(Data extracted from a collection)
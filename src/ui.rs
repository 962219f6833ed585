use crate::demo::{sample_page, SamplePage};
use crate::highlight::{OverlayFrame, Outline};
use crate::{
    EventJournal, InputEvent, InspectorField, JsonFileStorage, Key, Mode, Overlay, OverlayConfig,
    PanelKind, Point, PointerButton, RecordingOpener, Rectangle, SystemClipboard, ToolbarAction,
};
use anyhow::Result;
use egui::{pos2, vec2, Align2, Color32, FontId, Pos2, Rect, Sense, Shape, Stroke};
use std::collections::HashMap;
use std::path::PathBuf;
use std::time::Instant;

type HostOverlay = Overlay<SystemClipboard, JsonFileStorage, RecordingOpener>;

const HOVER_COLOR: Color32 = Color32::from_rgb(0, 180, 255);
const SELECT_COLOR: Color32 = Color32::from_rgb(0, 120, 255);
const PREVIEW_COLOR: Color32 = Color32::from_rgb(255, 140, 0);
const DROP_COLOR: Color32 = Color32::from_rgb(40, 180, 90);

/// Demo host: a sample page with the overlay mounted on top
pub struct LiveInspectorApp {
    page: SamplePage,

    overlay: HostOverlay,

    /// Where tree events are exported
    journal: EventJournal,

    /// Inspector text inputs, keyed by field
    inspector_inputs: HashMap<InspectorField, String>,

    /// Selected node the inspector inputs were filled from
    inspector_source: Option<crate::NodeId>,

    /// Status message
    status_message: String,

    /// Canvas origin on screen during the last frame
    canvas_origin: Pos2,
}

PROBLEM TO SOLVE: Every line above that contains the word "String" should be reported.

SOLUTION BELOW:
    inspector_inputs: HashMap<InspectorField, String>,
    status_message: String,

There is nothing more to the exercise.